Infinitely Losing My Edge
Yeah, I'm losing my edge.
I'm losing my edge.
The kids are coming up from behind.
I'm losing my edge.
I'm losing my edge to the kids from Colombia and from Delhi.
But I was there.
I was there in 1977.
I was there at the first Human League show in Sheffield.
I'm losing my edge.
I'm losing my edge to the kids whose footsteps I hear when they get on the decks.
I'm losing my edge to the internet seekers who can tell me every member of every good group from 1969 to 1972.
I'm losing my edge.
To all the kids in Lyon and Philadelphia.

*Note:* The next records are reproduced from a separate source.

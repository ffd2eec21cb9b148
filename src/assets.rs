use crate::error::{SceneError, SceneResult};
use crate::text::GlyphRasterizer;
use std::collections::HashMap;
use std::path::{Path, PathBuf};
use tracing::{debug, info};

/// Font asset
#[derive(Debug, Clone)]
pub struct FontAsset {
    pub path: PathBuf,
    pub data: Vec<u8>,
}

/// Asset loader that manages loading and caching of fonts
pub struct AssetLoader {
    fonts: HashMap<PathBuf, FontAsset>,
    base_path: PathBuf,
}

impl AssetLoader {
    /// Create a new asset loader with a base path for resolving relative paths
    pub fn new(base_path: impl AsRef<Path>) -> Self {
        Self {
            fonts: HashMap::new(),
            base_path: base_path.as_ref().to_path_buf(),
        }
    }

    /// Load a font asset
    pub fn load_font(&mut self, path: &Path) -> SceneResult<&FontAsset> {
        let full_path = self.resolve_path(path);

        if !self.fonts.contains_key(&full_path) {
            let data = std::fs::read(&full_path).map_err(|e| SceneError::MissingFont {
                path: full_path.clone(),
                reason: e.to_string(),
            })?;
            debug!(path = %full_path.display(), bytes = data.len(), "loaded font");

            self.fonts.insert(
                full_path.clone(),
                FontAsset {
                    path: full_path.clone(),
                    data,
                },
            );
        }

        self.fonts
            .get(&full_path)
            .ok_or(SceneError::MissingFont {
                path: full_path,
                reason: "not cached".to_string(),
            })
    }

    /// Glyph rasterizer for `font`, or block glyphs when no font is configured
    pub fn rasterizer(&mut self, font: Option<&Path>) -> SceneResult<GlyphRasterizer> {
        let Some(path) = font else {
            info!("no font configured, using block glyphs");
            return Ok(GlyphRasterizer::Blocks);
        };

        let asset = self.load_font(path)?;
        GlyphRasterizer::from_font_bytes(asset.data.clone()).ok_or_else(|| {
            SceneError::MissingFont {
                path: asset.path.clone(),
                reason: "not a TrueType/OpenType font".to_string(),
            }
        })
    }

    /// Resolve a path relative to the base path
    fn resolve_path(&self, path: &Path) -> PathBuf {
        if path.is_absolute() {
            path.to_path_buf()
        } else {
            self.base_path.join(path)
        }
    }

    /// Get statistics about loaded assets
    pub fn stats(&self) -> AssetStats {
        AssetStats {
            fonts: self.fonts.len(),
            bytes: self.fonts.values().map(|f| f.data.len()).sum(),
        }
    }

    /// Clear all loaded assets from memory
    pub fn clear(&mut self) {
        self.fonts.clear();
    }
}

/// Statistics about loaded assets
#[derive(Debug, Clone)]
pub struct AssetStats {
    pub fonts: usize,
    pub bytes: usize,
}

impl std::fmt::Display for AssetStats {
    fn fmt(&self, f: &mut std::fmt::Formatter<'_>) -> std::fmt::Result {
        write!(f, "Fonts: {}, Bytes: {}", self.fonts, self.bytes)
    }
}

#[cfg(test)]
mod tests {
    use super::*;
    use std::fs;
    use tempfile::TempDir;

    #[test]
    fn test_no_font_uses_blocks() {
        let mut loader = AssetLoader::new(".");
        let rasterizer = loader.rasterizer(None).unwrap();
        assert!(matches!(rasterizer, GlyphRasterizer::Blocks));
        assert_eq!(loader.stats().fonts, 0);
    }

    #[test]
    fn test_missing_font() {
        let temp_dir = TempDir::new().unwrap();
        let mut loader = AssetLoader::new(temp_dir.path());

        let err = loader.rasterizer(Some(Path::new("Inter.ttf"))).unwrap_err();
        assert!(matches!(err, SceneError::MissingFont { .. }));
        assert!(err.to_string().contains("Inter.ttf"));
    }

    #[test]
    fn test_invalid_font_data() {
        let temp_dir = TempDir::new().unwrap();
        fs::write(temp_dir.path().join("broken.ttf"), b"definitely not a font").unwrap();
        let mut loader = AssetLoader::new(temp_dir.path());

        let err = loader.rasterizer(Some(Path::new("broken.ttf"))).unwrap_err();
        assert!(err.to_string().contains("not a TrueType/OpenType font"));
    }

    #[test]
    fn test_font_cache_and_stats() {
        let temp_dir = TempDir::new().unwrap();
        fs::write(temp_dir.path().join("a.ttf"), [1u8, 2, 3]).unwrap();
        let mut loader = AssetLoader::new(temp_dir.path());

        loader.load_font(Path::new("a.ttf")).unwrap();
        loader.load_font(Path::new("a.ttf")).unwrap();
        let stats = loader.stats();
        assert_eq!(stats.fonts, 1);
        assert_eq!(stats.bytes, 3);
        assert_eq!(stats.to_string(), "Fonts: 1, Bytes: 3");

        loader.clear();
        assert_eq!(loader.stats().fonts, 0);
    }

    #[test]
    fn test_absolute_path_ignores_base() {
        let temp_dir = TempDir::new().unwrap();
        let font = temp_dir.path().join("abs.ttf");
        fs::write(&font, [0u8; 4]).unwrap();

        let mut loader = AssetLoader::new("/somewhere/else");
        assert_eq!(loader.load_font(&font).unwrap().path, font);
    }
}
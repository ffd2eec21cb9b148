use crate::palette::Color;
use anyhow::{Context, Result};
use serde::{Deserialize, Serialize};
use std::fs::File;
use std::io::Write;
use std::path::Path;

/// On-disk format for rendered frames
#[derive(Debug, Clone, Copy, PartialEq, Eq, Default, Serialize, Deserialize, clap::ValueEnum)]
#[serde(rename_all = "lowercase")]
pub enum FrameFormat {
    #[default]
    Png,
    Ppm,
}

impl FrameFormat {
    pub fn extension(&self) -> &'static str {
        match self {
            FrameFormat::Png => "png",
            FrameFormat::Ppm => "ppm",
        }
    }
}

/// RGBA frame buffer for rendering
#[derive(Debug, Clone)]
pub struct FrameBuffer {
    width: u32,
    height: u32,
    pixels: Vec<u8>, // RGBA, 4 bytes per pixel
}

impl FrameBuffer {
    /// Create new frame buffer with given dimensions
    pub fn new(width: u32, height: u32) -> Self {
        let size = (width as usize) * (height as usize) * 4;
        Self {
            width,
            height,
            pixels: vec![0; size],
        }
    }

    /// Clear buffer with color
    pub fn clear(&mut self, color: Color) {
        let rgba = color.rgba();
        for chunk in self.pixels.chunks_exact_mut(4) {
            chunk.copy_from_slice(&rgba);
        }
    }

    /// Set pixel at position
    pub fn set_pixel(&mut self, x: u32, y: u32, color: [u8; 4]) {
        if x < self.width && y < self.height {
            let idx = ((y * self.width + x) * 4) as usize;
            self.pixels[idx..idx + 4].copy_from_slice(&color);
        }
    }

    /// Get pixel at position
    pub fn get_pixel(&self, x: u32, y: u32) -> Option<[u8; 4]> {
        if x < self.width && y < self.height {
            let idx = ((y * self.width + x) * 4) as usize;
            let mut pixel = [0u8; 4];
            pixel.copy_from_slice(&self.pixels[idx..idx + 4]);
            Some(pixel)
        } else {
            None
        }
    }

    /// Alpha blend a color onto the buffer at position
    pub fn blend_pixel(&mut self, x: u32, y: u32, color: [u8; 4]) {
        if color[3] == 0 {
            return;
        }
        if let Some(bg) = self.get_pixel(x, y) {
            let alpha = color[3] as f32 / 255.0;
            let inv_alpha = 1.0 - alpha;

            let blended = [
                (color[0] as f32 * alpha + bg[0] as f32 * inv_alpha).round() as u8,
                (color[1] as f32 * alpha + bg[1] as f32 * inv_alpha).round() as u8,
                (color[2] as f32 * alpha + bg[2] as f32 * inv_alpha).round() as u8,
                255, // Output alpha is always opaque
            ];

            self.set_pixel(x, y, blended);
        }
    }

    /// Blend with signed coordinates, ignoring anything off the frame
    pub fn blend_at(&mut self, x: i32, y: i32, color: [u8; 4]) {
        if x >= 0 && y >= 0 {
            self.blend_pixel(x as u32, y as u32, color);
        }
    }

    /// Get buffer dimensions
    pub fn dimensions(&self) -> (u32, u32) {
        (self.width, self.height)
    }

    /// Get raw pixel data
    pub fn as_bytes(&self) -> &[u8] {
        &self.pixels
    }

    /// Save as PPM (simple image format)
    pub fn save_ppm(&self, path: &Path) -> Result<()> {
        let file = File::create(path)
            .with_context(|| format!("Failed to create frame file: {}", path.display()))?;
        let mut writer = std::io::BufWriter::new(file);

        // PPM header
        writeln!(writer, "P6")?;
        writeln!(writer, "{} {}", self.width, self.height)?;
        writeln!(writer, "255")?;

        // Write RGB data (skip alpha channel)
        for chunk in self.pixels.chunks_exact(4) {
            writer.write_all(&chunk[0..3])?;
        }

        writer.flush()?;
        Ok(())
    }

    /// Save as PNG
    pub fn save_png(&self, path: &Path) -> Result<()> {
        image::save_buffer(
            path,
            &self.pixels,
            self.width,
            self.height,
            image::ExtendedColorType::Rgba8,
        )
        .with_context(|| format!("Failed to write frame: {}", path.display()))
    }

    pub fn save(&self, path: &Path, format: FrameFormat) -> Result<()> {
        match format {
            FrameFormat::Png => self.save_png(path),
            FrameFormat::Ppm => self.save_ppm(path),
        }
    }
}

#[cfg(test)]
mod tests {
    use super::*;
    use tempfile::tempdir;

    #[test]
    fn test_frame_buffer_creation() {
        let fb = FrameBuffer::new(1920, 1080);
        assert_eq!(fb.dimensions(), (1920, 1080));
        assert_eq!(fb.pixels.len(), 1920 * 1080 * 4);
    }

    #[test]
    fn test_clear() {
        let mut fb = FrameBuffer::new(100, 100);
        fb.clear(Color::rgb(255, 0, 0));

        assert_eq!(fb.get_pixel(0, 0), Some([255, 0, 0, 255]));
        assert_eq!(fb.get_pixel(50, 50), Some([255, 0, 0, 255]));
    }

    #[test]
    fn test_set_get_pixel() {
        let mut fb = FrameBuffer::new(100, 100);
        fb.set_pixel(10, 20, [100, 150, 200, 255]);

        assert_eq!(fb.get_pixel(10, 20), Some([100, 150, 200, 255]));
        assert_eq!(fb.get_pixel(100, 100), None); // Out of bounds
    }

    #[test]
    fn test_alpha_blending() {
        let mut fb = FrameBuffer::new(100, 100);
        fb.clear(Color::WHITE);

        // Blend 50% transparent red
        fb.blend_pixel(50, 50, [255, 0, 0, 128]);

        let pixel = fb.get_pixel(50, 50).unwrap();
        assert_eq!(pixel[0], 255);
        assert!(pixel[1] > 120 && pixel[1] < 135);
        assert!(pixel[2] > 120 && pixel[2] < 135);
    }

    #[test]
    fn test_blend_at_negative_is_ignored() {
        let mut fb = FrameBuffer::new(4, 4);
        fb.blend_at(-1, 2, [255, 255, 255, 255]);
        assert!(fb.as_bytes().iter().all(|b| *b == 0));
    }

    #[test]
    fn test_save_formats() {
        let dir = tempdir().unwrap();
        let mut fb = FrameBuffer::new(8, 6);
        fb.clear(Color::rgb(31, 33, 33));

        let ppm = dir.path().join("frame.ppm");
        fb.save(&ppm, FrameFormat::Ppm).unwrap();
        let bytes = std::fs::read(&ppm).unwrap();
        assert!(bytes.starts_with(b"P6\n8 6\n255\n"));
        assert_eq!(bytes.len(), "P6\n8 6\n255\n".len() + 8 * 6 * 3);

        let png = dir.path().join("frame.png");
        fb.save(&png, FrameFormat::Png).unwrap();
        let decoded = image::open(&png).unwrap().to_rgba8();
        assert_eq!(decoded.dimensions(), (8, 6));
        assert_eq!(decoded.get_pixel(3, 3).0, [31, 33, 33, 255]);
    }
}
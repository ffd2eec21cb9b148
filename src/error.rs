use std::path::PathBuf;

/// Errors raised while building or rendering a scene.
#[derive(Debug, thiserror::Error)]
pub enum SceneError {
    #[error("Invalid color '{value}': expected #RRGGBB or #RRGGBBAA")]
    InvalidColor { value: String },

    #[error("Font could not be loaded: {path}: {reason}")]
    MissingFont { path: PathBuf, reason: String },

    #[error("Duration must be positive, got {seconds}")]
    InvalidDuration { seconds: f32 },

    #[error("play() needs at least one animation")]
    EmptyPlay,

    #[error("Scene has already been played")]
    AlreadyPlayed,

    #[error("Unknown mobject id {id}")]
    UnknownMobject { id: usize },

    #[error("Mobject {id} is not a text object")]
    NotText { id: usize },

    #[error("Invalid resolution '{value}'")]
    InvalidResolution { value: String },
}

pub type SceneResult<T> = std::result::Result<T, SceneError>;
#![no_main]

use kev_labels::LabelTables;
use kev_patch::{NullSink, apply_changeset};
use kev_types::{Changeset, ComposeOverride, ServiceConfig, VolumeConfig};
use libfuzzer_sys::fuzz_target;

fuzz_target!(|data: &[u8]| {
    // Any changeset that decodes must apply without panicking, one result per change.
    let Ok(cset) = serde_json::from_slice::<Changeset>(data) else { return };
    let expected = cset.len();

    let mut doc = ComposeOverride::new("3.8");
    for name in ["web", "db", "cache"] {
        doc.services
            .push(ServiceConfig::new(name).with_env("DEBUG", "1").with_label("team", "core"));
    }
    doc.volumes.insert("data".to_string(), VolumeConfig::default());

    let report = apply_changeset(cset, &mut doc, &LabelTables::default(), &mut NullSink);
    assert_eq!(report.results.len(), expected);
});
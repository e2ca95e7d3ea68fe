use crate::quantity::format_memory_quantity;
use crate::tables::keys;
use kev_types::{ServiceConfig, VolumeConfig};
use serde::{Deserialize, Serialize};
use std::collections::BTreeMap;

/// The parts of a source compose service that label defaults are derived from.
#[derive(Debug, Clone, Default, PartialEq, Serialize, Deserialize)]
pub struct SourceService {
    pub name: String,

    #[serde(default)]
    pub labels: BTreeMap<String, String>,

    #[serde(default, skip_serializing_if = "Option::is_none")]
    pub deploy: Option<DeployConfig>,
}

#[derive(Debug, Clone, Default, PartialEq, Serialize, Deserialize)]
pub struct DeployConfig {
    #[serde(default)]
    pub resources: Resources,

    #[serde(default, skip_serializing_if = "Option::is_none")]
    pub update_config: Option<UpdateConfig>,
}

#[derive(Debug, Clone, Default, PartialEq, Serialize, Deserialize)]
pub struct Resources {
    #[serde(default, skip_serializing_if = "Option::is_none")]
    pub reservations: Option<ResourceSpec>,

    #[serde(default, skip_serializing_if = "Option::is_none")]
    pub limits: Option<ResourceSpec>,
}

#[derive(Debug, Clone, Default, PartialEq, Serialize, Deserialize)]
pub struct ResourceSpec {
    /// CPU count as written in the source, e.g. `"0.5"`.
    #[serde(default)]
    pub cpus: String,

    #[serde(default)]
    pub memory_bytes: i64,
}

#[derive(Debug, Clone, Default, PartialEq, Serialize, Deserialize)]
pub struct UpdateConfig {
    #[serde(default, skip_serializing_if = "Option::is_none")]
    pub parallelism: Option<u64>,
}

#[derive(Debug, Clone, Default, PartialEq, Serialize, Deserialize)]
pub struct SourceVolume {
    #[serde(default)]
    pub labels: BTreeMap<String, String>,
}

/// Build the override record for a source service: its labels, workload defaults, and
/// deployment-derived labels.
pub fn service_from_source(source: &SourceService) -> ServiceConfig {
    let mut target = ServiceConfig::new(source.name.clone());
    target.labels = source.labels.clone();
    set_default_labels(&mut target);
    extract_deployment_labels(source, &mut target);
    target
}

/// Sets workload defaults that every service gets regardless of its source.
pub fn set_default_labels(target: &mut ServiceConfig) {
    target.labels.insert(
        keys::WORKLOAD_IMAGE_PULL_POLICY.to_string(),
        keys::DEFAULT_IMAGE_PULL_POLICY.to_string(),
    );
    target.labels.insert(
        keys::WORKLOAD_SERVICE_ACCOUNT_NAME.to_string(),
        keys::DEFAULT_SERVICE_ACCOUNT_NAME.to_string(),
    );
}

/// Derives resource request/limit and rolling update labels from a source deploy block.
pub fn extract_deployment_labels(source: &SourceService, target: &mut ServiceConfig) {
    let Some(deploy) = &source.deploy else {
        return;
    };

    if let Some(reservations) = &deploy.resources.reservations {
        set_resource_labels(target, reservations, keys::WORKLOAD_CPU, keys::WORKLOAD_MEMORY);
    }

    if let Some(limits) = &deploy.resources.limits {
        set_resource_labels(
            target,
            limits,
            keys::WORKLOAD_MAX_CPU,
            keys::WORKLOAD_MAX_MEMORY,
        );
    }

    if let Some(parallelism) = deploy.update_config.as_ref().and_then(|u| u.parallelism) {
        target.labels.insert(
            keys::WORKLOAD_ROLLING_UPDATE_MAX_SURGE.to_string(),
            parallelism.to_string(),
        );
    }
}

fn set_resource_labels(
    target: &mut ServiceConfig,
    spec: &ResourceSpec,
    cpu_key: &str,
    memory_key: &str,
) {
    target
        .labels
        .insert(cpu_key.to_string(), spec.cpus.clone());
    target.labels.insert(
        memory_key.to_string(),
        format_memory_quantity(spec.memory_bytes),
    );
}

/// Storage class and size labels for each source volume. Source labels win over defaults.
pub fn extract_volume_labels(
    volumes: &BTreeMap<String, SourceVolume>,
) -> BTreeMap<String, VolumeConfig> {
    volumes
        .iter()
        .map(|(name, vol)| {
            let mut labels = BTreeMap::new();
            for (key, default) in [
                (keys::VOLUME_STORAGE_CLASS, keys::DEFAULT_VOLUME_STORAGE_CLASS),
                (keys::VOLUME_SIZE, keys::DEFAULT_VOLUME_SIZE),
            ] {
                let value = vol.labels.get(key).map_or(default, String::as_str);
                labels.insert(key.to_string(), value.to_string());
            }
            (name.clone(), VolumeConfig { labels })
        })
        .collect()
}

#[cfg(test)]
mod tests {
    use super::*;
    use pretty_assertions::assert_eq;

    fn label<'a>(svc: &'a ServiceConfig, key: &str) -> Option<&'a str> {
        svc.labels.get(key).map(String::as_str)
    }

    #[test]
    fn service_without_deploy_gets_only_workload_defaults() {
        let source = SourceService {
            name: "web".to_string(),
            labels: BTreeMap::from([("team".to_string(), "core".to_string())]),
            deploy: None,
        };
        let svc = service_from_source(&source);

        assert_eq!(svc.name, "web");
        assert_eq!(label(&svc, "team"), Some("core"));
        assert_eq!(
            label(&svc, keys::WORKLOAD_IMAGE_PULL_POLICY),
            Some("IfNotPresent")
        );
        assert_eq!(label(&svc, keys::WORKLOAD_SERVICE_ACCOUNT_NAME), Some("default"));
        assert_eq!(label(&svc, keys::WORKLOAD_CPU), None);
        assert_eq!(label(&svc, keys::WORKLOAD_ROLLING_UPDATE_MAX_SURGE), None);
    }

    #[test]
    fn deploy_block_maps_to_resource_labels() {
        let source = SourceService {
            name: "api".to_string(),
            labels: BTreeMap::new(),
            deploy: Some(DeployConfig {
                resources: Resources {
                    reservations: Some(ResourceSpec {
                        cpus: "0.25".to_string(),
                        memory_bytes: 64 * 1024 * 1024,
                    }),
                    limits: Some(ResourceSpec {
                        cpus: "1".to_string(),
                        memory_bytes: 1536 * 1024 * 1024,
                    }),
                },
                update_config: Some(UpdateConfig {
                    parallelism: Some(2),
                }),
            }),
        };
        let svc = service_from_source(&source);

        assert_eq!(label(&svc, keys::WORKLOAD_CPU), Some("0.25"));
        assert_eq!(label(&svc, keys::WORKLOAD_MEMORY), Some("64Mi"));
        assert_eq!(label(&svc, keys::WORKLOAD_MAX_CPU), Some("1"));
        assert_eq!(label(&svc, keys::WORKLOAD_MAX_MEMORY), Some("1.5Gi"));
        assert_eq!(label(&svc, keys::WORKLOAD_ROLLING_UPDATE_MAX_SURGE), Some("2"));
    }

    #[test]
    fn update_config_without_parallelism_is_ignored() {
        let source = SourceService {
            name: "worker".to_string(),
            labels: BTreeMap::new(),
            deploy: Some(DeployConfig {
                resources: Resources::default(),
                update_config: Some(UpdateConfig { parallelism: None }),
            }),
        };
        let mut svc = ServiceConfig::new("worker");
        extract_deployment_labels(&source, &mut svc);
        assert!(svc.labels.is_empty());
    }

    #[test]
    fn volume_labels_prefer_source_values() {
        let volumes = BTreeMap::from([
            (
                "db".to_string(),
                SourceVolume {
                    labels: BTreeMap::from([(keys::VOLUME_SIZE.to_string(), "10Gi".to_string())]),
                },
            ),
            ("cache".to_string(), SourceVolume::default()),
        ]);

        let out = extract_volume_labels(&volumes);

        let db = &out["db"].labels;
        assert_eq!(db[keys::VOLUME_SIZE], "10Gi");
        assert_eq!(db[keys::VOLUME_STORAGE_CLASS], "standard");
        let cache = &out["cache"].labels;
        assert_eq!(cache[keys::VOLUME_SIZE], "100Mi");
    }
}
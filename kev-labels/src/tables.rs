use std::collections::BTreeMap;

/// Label keys and their default values.
pub mod keys {
    pub const WORKLOAD_TYPE: &str = "kev.workload.type";
    pub const WORKLOAD_REPLICAS: &str = "kev.workload.replicas";
    pub const WORKLOAD_RESTART_POLICY: &str = "kev.workload.restart-policy";
    pub const WORKLOAD_IMAGE_PULL_POLICY: &str = "kev.workload.image-pull-policy";
    pub const WORKLOAD_SERVICE_ACCOUNT_NAME: &str = "kev.workload.service-account-name";
    pub const WORKLOAD_ROLLING_UPDATE_MAX_SURGE: &str = "kev.workload.rolling-update-max-surge";
    pub const WORKLOAD_CPU: &str = "kev.workload.cpu";
    pub const WORKLOAD_MEMORY: &str = "kev.workload.memory";
    pub const WORKLOAD_MAX_CPU: &str = "kev.workload.max-cpu";
    pub const WORKLOAD_MAX_MEMORY: &str = "kev.workload.max-memory";
    pub const SERVICE_TYPE: &str = "kev.service.type";
    pub const VOLUME_STORAGE_CLASS: &str = "kev.volume.storage-class";
    pub const VOLUME_SIZE: &str = "kev.volume.size";

    pub const DEFAULT_WORKLOAD_TYPE: &str = "Deployment";
    pub const DEFAULT_REPLICAS: &str = "1";
    pub const DEFAULT_RESTART_POLICY: &str = "Always";
    pub const DEFAULT_IMAGE_PULL_POLICY: &str = "IfNotPresent";
    pub const DEFAULT_SERVICE_ACCOUNT_NAME: &str = "default";
    pub const DEFAULT_SERVICE_TYPE: &str = "None";
    pub const DEFAULT_VOLUME_STORAGE_CLASS: &str = "standard";
    pub const DEFAULT_VOLUME_SIZE: &str = "100Mi";
}

/// Canonical default labels for newly created records, one table per record kind.
#[derive(Debug, Clone, PartialEq, Eq)]
pub struct LabelTables {
    pub service: BTreeMap<String, String>,
    pub volume: BTreeMap<String, String>,
}

impl Default for LabelTables {
    fn default() -> Self {
        let service = [
            (keys::WORKLOAD_TYPE, keys::DEFAULT_WORKLOAD_TYPE),
            (keys::WORKLOAD_REPLICAS, keys::DEFAULT_REPLICAS),
            (keys::WORKLOAD_RESTART_POLICY, keys::DEFAULT_RESTART_POLICY),
            (keys::SERVICE_TYPE, keys::DEFAULT_SERVICE_TYPE),
        ];
        let volume = [
            (keys::VOLUME_STORAGE_CLASS, keys::DEFAULT_VOLUME_STORAGE_CLASS),
            (keys::VOLUME_SIZE, keys::DEFAULT_VOLUME_SIZE),
        ];
        Self {
            service: to_owned_map(&service),
            volume: to_owned_map(&volume),
        }
    }
}

impl LabelTables {
    /// Tables with no defaults at all; condensation becomes the identity.
    pub fn empty() -> Self {
        Self {
            service: BTreeMap::new(),
            volume: BTreeMap::new(),
        }
    }
}

fn to_owned_map(pairs: &[(&str, &str)]) -> BTreeMap<String, String> {
    pairs
        .iter()
        .map(|(k, v)| (k.to_string(), v.to_string()))
        .collect()
}

/// Merge `current` labels with `base` defaults. Keys already in `current` keep their values.
pub fn condense_labels(
    current: &BTreeMap<String, String>,
    base: &BTreeMap<String, String>,
) -> BTreeMap<String, String> {
    let mut out = current.clone();
    for (key, default) in base {
        out.entry(key.clone()).or_insert_with(|| default.clone());
    }
    out
}

#[cfg(test)]
mod tests {
    use super::*;
    use pretty_assertions::assert_eq;

    fn map(pairs: &[(&str, &str)]) -> BTreeMap<String, String> {
        to_owned_map(pairs)
    }

    #[test]
    fn condense_adds_missing_defaults() {
        let out = condense_labels(&BTreeMap::new(), &map(&[("a", "x")]));
        assert_eq!(out, map(&[("a", "x")]));
    }

    #[test]
    fn condense_keeps_explicit_values() {
        let out = condense_labels(
            &map(&[("a", "custom"), ("extra", "1")]),
            &map(&[("a", "x"), ("b", "y")]),
        );
        assert_eq!(out, map(&[("a", "custom"), ("b", "y"), ("extra", "1")]));
    }

    #[test]
    fn default_tables_cover_both_kinds() {
        let tables = LabelTables::default();
        assert_eq!(
            tables.service.get(keys::WORKLOAD_REPLICAS).map(String::as_str),
            Some("1")
        );
        assert_eq!(
            tables.volume.get(keys::VOLUME_SIZE).map(String::as_str),
            Some("100Mi")
        );
        assert!(LabelTables::empty().service.is_empty());
    }
}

I'm losing my edge to the art-school Calgary kids in little jackets and borrowed nostalgia for the unremembered nineties.
I'm losing my edge.
I'm losing my edge.
I can hear the footsteps every night on the decks.
But I was there.
I was there in 1976 at the first Wire practice in a loft in Watford.
I was working on the sitar sounds with much patience.
I was there when David Bowie started up his first band.
I told him, "Don't do it that way. You'll never make a dime."
I was there.
I was the first guy playing Röyhkä ja Rättö ja Lehtisalo to the grime kids.
I played it at the 40 Watt.
Everybody thought I was crazy.
We all know.
I was there.
I was there.
I've never been wrong.
But I'm losing my edge to better-looking people with better ideas and more talent.
And they're actually really, really nice.
I'm losing my edge.
I heard you have a compilation of every good song ever done by anybody.
Every great song by The Litter. All the underground hits.
All The Cosmic Jokers tracks. I heard you have a vinyl of every Lalo Schifrin record on German import.
I heard that you have a white label of every seminal jazz hit - 1985, '86, '87.
I heard that you have a CD compilation of every good '70s cut and another box set from the '90s.
I hear you're buying an organ and a güiro and are throwing your macbook out the window because you want to make something real. You want to make a Absolute Body Control record.
I hear that you and your band have sold your arpeggiator and bought a güiro.
I hear that you and your band have sold your güiro and bought an arpeggiator.
I hear everybody that you know is more relevant than everybody that I know.
But have you seen my records?
Ultramagnetic MC's,
Max Romeo,
Susan Cadogan,
Fad Gadget,
Nick Cave & The Bad Seeds,
Nils Olav,
Lightning Bolt,
The Flesh Eaters,
Bauhaus,
Ossler,
Second Layer,
Malaria!,
Johnny Osbourne,
Neil Young & Crazy Horse,
Shuggie Otis,
Stiv Bators,
Rosa Yemen,
Selector Dub Narcotic,
The Mojo Men,
Harpers Bizarre,
The Slits,
Marine Girls,
Delta 5,
Theoretical Girls,
Maurizio,
The Doors,
De La Soul & Jungle Brothers,
Oppenheimer Analysis,
The Knickerbockers,
Buzzcocks,
Charles Mingus,
the Bar-Kays,
Barry Ungar,
Thinking Fellers Union Local 282,
X-102,
Sight & Sound,
Essential Logic,
Cybotron,
Echospace,
Lee Hazlewood,
Erasure,
X-101,
Röyhkä ja Rättö ja Lehtisalo,
Pere Ubu,
Ponytail,
Funky Four + One,
Suburban Knight,
Sex Pistols,
Guru Guru,
Main Source,
Tim Buckley,
Amon Düül,
Black Bananas,
The Fortunes,
LL Cool J,
Minutemen,
Soul Sonic Force,
The Seeds,
The Peanut Butter Conspiracy,
Ronan,
Big Daddy Kane,
Soulsonic Force,
Swans,
The Evens,
Robert Görl, Robert Görl, Robert Görl, Robert Görl.
You don't know what you really want.
You don't know what you really want.
You don't know what you really want.
You don't know what you really want.
You don't know what you really want.
You don't know what you really want.
You don't know what you really want.
You don't know what you really want.
You don't know what you really want.
You don't know what you really want.
You don't know what you really want.
You don't know what you really want.
You don't know what you really want.
You don't know what you really want.
You don't know what you really want.